Capturing the single moment of light reflecting off the adjacent building.
The faux antique desk was a dumpster find.
Only the finest Egyptian cotton linens for this guy.
Dick's entertainment center.
After a lap around the room.
What a spacious place.
A toilet at the end of the hall— how convenient.

The Fine Art of Living Small

by Ela Schwartz

When Dick Brafford, an artistic genius, first came to New York City in 1988, he was immediately entranced by Chelsea, the young, hip and happening Manhattan community that lies on the West Side between 14th and 34th Streets.

“Manhattan is famous for its notoriously high rents and scumbag landlords,” says Brafford, who soon found out that it was either settle for less-than spacious digs or go out and buy a gun and shoot himself in the head.

Luckily, he found a picturesque edifice nestled between a dance studio and the Marlborough Gallery. The building had originally been a house built before the Civil War in the 1830s and now housed a number of single-room occupancy (SRO) units. Although the location couldn’t be beat, he had to admit the room itself was a tad smaller than he had hoped for.

“My hole in the wall is about the size of a normal person’s closet,” he says. We're not just talking small studio here, we're talking seven feet by fifteen feet. Contrary to popular opinion, such residences are not simply dumping grounds for alcoholics, the homeless, the mentally ill and other unfortunates but the reality of life in the Big Apple for those who earn less than a six-figure income, don't have family footing the rent bill and are too cantankerous to get along with roommates.

Nonetheless, Dick was determined that a little decorating magic could certainly offset the lack of square footage.

An aficionado of the dumpster-diving design school, he set out on a few nightly runs to find a one-of-a-kind faux antique desk and chair out on the street. An entertainment center was a priority for his bombastic experiments in music. Both his stereo, computer and DVD systems are nestled next to his sleeping quarters—this way, he has access to all his work and entertainment equipment without even having to get out of bed.

The right shelving made all the difference in both the eating and sleeping areas. The units are home to his microwave, a steady supply of protein powders and Diet Coke and his collection of books by everyone from Dostoyevsky to De Sade.

A sink in the opposite corner gets a regular workout.

“I wash dishes, brush my teeth, even wash my underwear and socks in that sink, ” says Dick. “Who the hell needs to be prideful in a living situation like this?”

Living in an SRO means the hallway becomes part of the décor. Both the hallway and bathroom exude a sort of shabby-chic, turn-of-the-century charm, sporting mismatched tile flooring and diamond-handle doorknobs.

"In this bathroom it's bring your own tissue or you're in trouble!" he says.

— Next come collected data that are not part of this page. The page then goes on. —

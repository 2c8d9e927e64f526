//! Participants, their hidden roles, and ballots.
//!
//! ## Participant
//!
//! A seat at the table, identified by a display name that is unique
//! within one session. Insertion order is turn order. A seat is either
//! held by a person or by a bot that the session plays itself (see
//! `session::bot`).
//!
//! ## Role
//!
//! Every participant holds exactly one role once the game starts:
//! - `Liberal`: rank-and-file member of the majority team
//! - `Fascist`: minority team member who knows the rest of the team
//! - `Hitler`: the minority team's figurehead, who knows nobody

use serde::{Deserialize, Serialize};

/// The two competing teams.
#[derive(Clone, Copy, Debug, PartialEq, Eq, Hash, Serialize, Deserialize)]
pub enum Team {
    Liberal,
    Fascist,
}

impl std::fmt::Display for Team {
    fn fmt(&self, f: &mut std::fmt::Formatter<'_>) -> std::fmt::Result {
        match self {
            Team::Liberal => write!(f, "Liberal"),
            Team::Fascist => write!(f, "Fascist"),
        }
    }
}

/// Hidden role held by a participant.
#[derive(Clone, Copy, Debug, PartialEq, Eq, Hash, Serialize, Deserialize)]
pub enum Role {
    Liberal,
    Fascist,
    Hitler,
}

impl Role {
    /// The team this role plays for.
    ///
    /// This is also exactly what an investigation discloses: `Hitler`
    /// reads as `Fascist`, never as itself.
    #[must_use]
    pub const fn team(self) -> Team {
        match self {
            Role::Liberal => Team::Liberal,
            Role::Fascist | Role::Hitler => Team::Fascist,
        }
    }
}

impl std::fmt::Display for Role {
    fn fmt(&self, f: &mut std::fmt::Formatter<'_>) -> std::fmt::Result {
        match self {
            Role::Liberal => write!(f, "Liberal"),
            Role::Fascist => write!(f, "Fascist"),
            Role::Hitler => write!(f, "Hitler"),
        }
    }
}

/// A recorded vote on a proposed government.
#[derive(Clone, Copy, Debug, PartialEq, Eq, Hash, Serialize, Deserialize)]
pub enum Ballot {
    Ja,
    Nein,
}

impl Ballot {
    /// Build a ballot from a yes/no answer.
    #[must_use]
    pub const fn from_yes(yes: bool) -> Self {
        if yes {
            Ballot::Ja
        } else {
            Ballot::Nein
        }
    }

    #[must_use]
    pub const fn is_yes(self) -> bool {
        matches!(self, Ballot::Ja)
    }
}

/// One seat at the table.
#[derive(Clone, Debug, PartialEq, Eq, Serialize, Deserialize)]
pub struct Participant {
    /// Display name, unique within the session.
    pub name: String,

    /// Hidden role. `None` until the game starts.
    pub role: Option<Role>,

    pub alive: bool,

    /// Holds the presidency for the current round (set once elected).
    pub is_president: bool,

    /// Holds the chancellorship for the current round (set once elected).
    pub is_chancellor: bool,

    /// Ballot in the current election, `None` if not yet voted.
    pub vote: Option<Ballot>,

    pub executed: bool,

    /// Seat played by the engine rather than a connected person.
    #[serde(default)]
    pub bot: bool,

    /// Acknowledged the current screen. Cleared once every living seat is ready.
    #[serde(default)]
    pub ready: bool,
}

impl Participant {
    /// Create a living participant with no role yet.
    pub fn new(name: impl Into<String>) -> Self {
        Self {
            name: name.into(),
            role: None,
            alive: true,
            is_president: false,
            is_chancellor: false,
            vote: None,
            executed: false,
            bot: false,
            ready: false,
        }
    }

    /// Create a bot seat.
    pub fn bot(name: impl Into<String>) -> Self {
        Self {
            bot: true,
            ..Self::new(name)
        }
    }

    #[must_use]
    pub fn is_hitler(&self) -> bool {
        self.role == Some(Role::Hitler)
    }

    /// Clear leadership flags and ballot at the end of a round.
    pub fn reset_round(&mut self) {
        self.is_president = false;
        self.is_chancellor = false;
        self.vote = None;
    }

    /// Mark this participant dead by execution.
    pub fn execute(&mut self) {
        self.alive = false;
        self.executed = true;
        self.is_president = false;
        self.is_chancellor = false;
    }
}

#[cfg(test)]
mod tests {
    use super::*;

    #[test]
    fn test_role_team() {
        assert_eq!(Role::Liberal.team(), Team::Liberal);
        assert_eq!(Role::Fascist.team(), Team::Fascist);
        assert_eq!(Role::Hitler.team(), Team::Fascist);
    }

    #[test]
    fn test_ballot_from_yes() {
        assert_eq!(Ballot::from_yes(true), Ballot::Ja);
        assert_eq!(Ballot::from_yes(false), Ballot::Nein);
        assert!(Ballot::Ja.is_yes());
        assert!(!Ballot::Nein.is_yes());
    }

    #[test]
    fn test_new_participant() {
        let p = Participant::new("Alice");

        assert_eq!(p.name, "Alice");
        assert!(p.alive);
        assert!(!p.executed);
        assert_eq!(p.role, None);
        assert_eq!(p.vote, None);
        assert!(!p.bot);
        assert!(!p.ready);
    }

    #[test]
    fn test_bot_participant() {
        let p = Participant::bot("Robo");

        assert_eq!(p.name, "Robo");
        assert!(p.bot);
        assert!(p.alive);
    }

    #[test]
    fn test_bot_flag_defaults_when_missing() {
        let json = r#"{"name":"Dana","role":null,"alive":true,"is_president":false,
            "is_chancellor":false,"vote":null,"executed":false}"#;
        let p: Participant = serde_json::from_str(json).unwrap();

        assert!(!p.bot);
        assert!(!p.ready);
    }

    #[test]
    fn test_reset_round_clears_flags() {
        let mut p = Participant::new("Bob");
        p.is_president = true;
        p.is_chancellor = true;
        p.vote = Some(Ballot::Ja);

        p.reset_round();

        assert!(!p.is_president);
        assert!(!p.is_chancellor);
        assert_eq!(p.vote, None);
    }

    #[test]
    fn test_execute() {
        let mut p = Participant::new("Carol");
        p.role = Some(Role::Hitler);
        p.execute();

        assert!(!p.alive);
        assert!(p.executed);
        assert!(p.is_hitler());
    }

    #[test]
    fn test_role_serialization() {
        let json = serde_json::to_string(&Role::Hitler).unwrap();
        assert_eq!(json, "\"Hitler\"");
        let back: Role = serde_json::from_str(&json).unwrap();
        assert_eq!(back, Role::Hitler);
    }
}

Low-cost housing in Chelsea has become a thing of the far past. “Naturally the landlord wants to get rid of all of us, rip down this building, put up a high-rise and then charge people an arm and two legs for rent,” Dick explains.

For now, at any rate, living in an infinitesimal space has brought enlightenment. “We live in a society that's all about buying stuff and more stuff,” he says, waxing philosophically. “Living here has taught me how to pare life down to its absolute essentials or suffer death by burial under my own possessions.”